Stored items
╔══
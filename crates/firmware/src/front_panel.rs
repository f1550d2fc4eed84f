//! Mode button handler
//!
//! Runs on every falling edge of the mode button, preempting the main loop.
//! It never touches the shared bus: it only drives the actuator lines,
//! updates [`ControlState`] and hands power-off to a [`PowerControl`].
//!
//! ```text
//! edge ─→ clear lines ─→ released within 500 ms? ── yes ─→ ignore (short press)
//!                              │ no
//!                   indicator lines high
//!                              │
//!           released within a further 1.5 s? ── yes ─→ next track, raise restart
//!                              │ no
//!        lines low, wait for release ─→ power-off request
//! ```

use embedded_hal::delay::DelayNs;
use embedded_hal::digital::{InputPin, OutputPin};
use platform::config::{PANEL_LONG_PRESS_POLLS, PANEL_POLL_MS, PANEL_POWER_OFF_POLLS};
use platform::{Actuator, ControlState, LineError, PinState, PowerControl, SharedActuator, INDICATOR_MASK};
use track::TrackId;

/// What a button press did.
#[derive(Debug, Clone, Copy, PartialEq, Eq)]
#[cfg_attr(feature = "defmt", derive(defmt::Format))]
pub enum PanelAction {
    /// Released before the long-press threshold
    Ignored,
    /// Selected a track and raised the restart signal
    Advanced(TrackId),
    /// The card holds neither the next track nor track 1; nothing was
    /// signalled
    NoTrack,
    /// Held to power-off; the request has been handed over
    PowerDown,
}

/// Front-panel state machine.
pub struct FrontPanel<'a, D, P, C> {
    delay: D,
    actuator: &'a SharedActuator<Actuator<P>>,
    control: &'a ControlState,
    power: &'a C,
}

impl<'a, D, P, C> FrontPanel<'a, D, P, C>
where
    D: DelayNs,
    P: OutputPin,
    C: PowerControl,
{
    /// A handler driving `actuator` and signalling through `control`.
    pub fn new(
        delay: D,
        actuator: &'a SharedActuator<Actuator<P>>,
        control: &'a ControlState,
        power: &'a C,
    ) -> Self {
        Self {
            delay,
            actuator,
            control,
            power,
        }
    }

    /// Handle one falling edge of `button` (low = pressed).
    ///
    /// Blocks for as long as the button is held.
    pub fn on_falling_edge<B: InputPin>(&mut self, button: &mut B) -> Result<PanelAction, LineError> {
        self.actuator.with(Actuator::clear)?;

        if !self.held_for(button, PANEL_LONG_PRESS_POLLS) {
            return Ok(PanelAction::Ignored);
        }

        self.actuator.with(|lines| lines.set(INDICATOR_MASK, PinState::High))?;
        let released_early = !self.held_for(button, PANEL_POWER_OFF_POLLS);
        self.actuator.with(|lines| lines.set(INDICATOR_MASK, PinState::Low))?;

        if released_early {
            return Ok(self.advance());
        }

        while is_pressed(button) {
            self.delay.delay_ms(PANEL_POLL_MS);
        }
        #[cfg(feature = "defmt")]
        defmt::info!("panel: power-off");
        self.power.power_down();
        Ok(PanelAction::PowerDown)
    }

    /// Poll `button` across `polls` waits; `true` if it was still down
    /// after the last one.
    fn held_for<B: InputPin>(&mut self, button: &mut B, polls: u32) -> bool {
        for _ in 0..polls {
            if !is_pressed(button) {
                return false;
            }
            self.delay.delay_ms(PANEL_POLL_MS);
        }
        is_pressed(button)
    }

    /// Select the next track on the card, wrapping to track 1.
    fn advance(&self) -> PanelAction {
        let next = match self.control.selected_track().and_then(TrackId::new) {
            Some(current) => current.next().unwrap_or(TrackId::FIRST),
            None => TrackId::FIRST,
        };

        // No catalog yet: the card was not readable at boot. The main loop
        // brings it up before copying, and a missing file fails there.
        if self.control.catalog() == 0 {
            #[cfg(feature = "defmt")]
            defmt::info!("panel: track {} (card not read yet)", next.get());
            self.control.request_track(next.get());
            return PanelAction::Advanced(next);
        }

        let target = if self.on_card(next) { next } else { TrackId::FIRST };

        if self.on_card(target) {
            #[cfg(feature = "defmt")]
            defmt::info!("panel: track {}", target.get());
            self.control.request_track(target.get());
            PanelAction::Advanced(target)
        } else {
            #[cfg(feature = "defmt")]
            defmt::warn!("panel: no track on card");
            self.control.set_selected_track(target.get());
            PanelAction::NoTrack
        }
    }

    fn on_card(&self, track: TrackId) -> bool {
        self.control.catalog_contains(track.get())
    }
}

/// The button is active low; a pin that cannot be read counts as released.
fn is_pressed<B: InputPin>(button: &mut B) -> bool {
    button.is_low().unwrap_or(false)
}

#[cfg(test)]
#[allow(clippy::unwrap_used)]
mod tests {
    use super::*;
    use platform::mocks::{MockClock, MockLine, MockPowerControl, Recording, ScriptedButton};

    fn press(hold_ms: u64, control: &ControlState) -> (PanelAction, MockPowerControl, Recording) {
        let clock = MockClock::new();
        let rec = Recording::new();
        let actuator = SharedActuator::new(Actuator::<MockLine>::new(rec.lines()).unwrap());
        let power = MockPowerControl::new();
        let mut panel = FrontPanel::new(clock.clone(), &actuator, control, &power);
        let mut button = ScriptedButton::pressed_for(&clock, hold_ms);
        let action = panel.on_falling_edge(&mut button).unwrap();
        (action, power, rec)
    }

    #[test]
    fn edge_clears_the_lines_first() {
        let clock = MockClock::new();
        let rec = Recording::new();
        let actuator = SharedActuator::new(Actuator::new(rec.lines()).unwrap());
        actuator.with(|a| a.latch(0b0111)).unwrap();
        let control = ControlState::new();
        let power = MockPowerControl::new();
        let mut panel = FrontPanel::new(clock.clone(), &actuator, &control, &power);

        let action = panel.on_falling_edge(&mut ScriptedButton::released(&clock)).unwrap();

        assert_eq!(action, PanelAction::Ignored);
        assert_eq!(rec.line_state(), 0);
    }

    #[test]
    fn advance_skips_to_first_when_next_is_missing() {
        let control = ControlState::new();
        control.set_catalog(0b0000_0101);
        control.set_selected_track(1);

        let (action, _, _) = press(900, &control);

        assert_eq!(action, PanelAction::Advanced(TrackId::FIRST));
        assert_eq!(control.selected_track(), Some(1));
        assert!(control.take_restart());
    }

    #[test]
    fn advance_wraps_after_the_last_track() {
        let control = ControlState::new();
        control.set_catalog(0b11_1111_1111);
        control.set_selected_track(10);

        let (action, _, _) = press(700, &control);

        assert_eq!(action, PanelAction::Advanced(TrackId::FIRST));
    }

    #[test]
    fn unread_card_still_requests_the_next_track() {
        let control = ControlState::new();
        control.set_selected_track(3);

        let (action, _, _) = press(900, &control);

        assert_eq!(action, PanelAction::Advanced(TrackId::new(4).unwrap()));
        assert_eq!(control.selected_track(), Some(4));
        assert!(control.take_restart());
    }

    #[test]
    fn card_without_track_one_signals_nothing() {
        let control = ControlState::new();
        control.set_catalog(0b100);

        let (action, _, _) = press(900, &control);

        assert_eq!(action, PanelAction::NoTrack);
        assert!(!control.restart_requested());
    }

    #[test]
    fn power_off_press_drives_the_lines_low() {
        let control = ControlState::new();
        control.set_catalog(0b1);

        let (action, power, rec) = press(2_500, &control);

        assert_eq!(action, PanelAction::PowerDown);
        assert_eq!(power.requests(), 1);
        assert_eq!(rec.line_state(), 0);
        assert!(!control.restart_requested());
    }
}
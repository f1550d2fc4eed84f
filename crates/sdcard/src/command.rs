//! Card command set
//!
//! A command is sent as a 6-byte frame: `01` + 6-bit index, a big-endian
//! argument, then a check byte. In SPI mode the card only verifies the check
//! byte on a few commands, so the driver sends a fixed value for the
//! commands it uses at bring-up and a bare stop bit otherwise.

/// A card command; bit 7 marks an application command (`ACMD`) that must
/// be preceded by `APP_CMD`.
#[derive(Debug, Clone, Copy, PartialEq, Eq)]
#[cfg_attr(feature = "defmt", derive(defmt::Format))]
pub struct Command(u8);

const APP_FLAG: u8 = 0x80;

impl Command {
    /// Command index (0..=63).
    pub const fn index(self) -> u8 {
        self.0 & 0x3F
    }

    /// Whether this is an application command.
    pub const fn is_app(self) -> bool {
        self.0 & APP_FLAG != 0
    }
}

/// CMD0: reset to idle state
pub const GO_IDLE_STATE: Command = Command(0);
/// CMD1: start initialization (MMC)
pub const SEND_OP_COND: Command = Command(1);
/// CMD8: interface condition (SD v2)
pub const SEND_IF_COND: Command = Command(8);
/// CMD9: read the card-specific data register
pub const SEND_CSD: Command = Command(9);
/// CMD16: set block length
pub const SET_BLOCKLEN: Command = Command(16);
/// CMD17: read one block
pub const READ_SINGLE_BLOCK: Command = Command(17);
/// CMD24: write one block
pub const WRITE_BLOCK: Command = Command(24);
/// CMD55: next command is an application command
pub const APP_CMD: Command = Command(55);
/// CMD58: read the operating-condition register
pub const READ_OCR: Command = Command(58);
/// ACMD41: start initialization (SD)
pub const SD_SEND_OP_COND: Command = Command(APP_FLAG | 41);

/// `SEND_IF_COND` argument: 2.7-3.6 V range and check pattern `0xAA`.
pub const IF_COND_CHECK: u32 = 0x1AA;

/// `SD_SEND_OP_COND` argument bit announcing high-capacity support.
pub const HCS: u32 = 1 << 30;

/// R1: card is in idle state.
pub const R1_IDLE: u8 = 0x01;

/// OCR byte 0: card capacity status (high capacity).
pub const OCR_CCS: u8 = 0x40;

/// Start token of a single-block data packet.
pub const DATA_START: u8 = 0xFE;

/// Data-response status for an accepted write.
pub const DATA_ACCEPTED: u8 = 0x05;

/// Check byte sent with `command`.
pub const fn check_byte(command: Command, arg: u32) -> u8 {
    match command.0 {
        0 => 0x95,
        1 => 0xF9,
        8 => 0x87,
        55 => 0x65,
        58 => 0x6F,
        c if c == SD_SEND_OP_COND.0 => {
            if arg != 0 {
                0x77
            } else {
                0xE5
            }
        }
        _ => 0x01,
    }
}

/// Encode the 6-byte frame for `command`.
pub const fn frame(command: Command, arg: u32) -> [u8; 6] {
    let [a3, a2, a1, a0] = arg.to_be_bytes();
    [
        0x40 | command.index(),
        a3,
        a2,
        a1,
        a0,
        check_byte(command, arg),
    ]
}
╚══
Take the line above containing "let target = if", the line containing "PanelAction::Advanced(target)", and all lines in between, and copy them exactly without anything else.

• [TASK RESULT]
        let target = if self.on_card(next) { next } else { TrackId::FIRST };

        if self.on_card(target) {
            #[cfg(feature = "defmt")]
            defmt::info!("panel: track {}", target.get());
            self.control.request_track(target.get());
            PanelAction::Advanced(target)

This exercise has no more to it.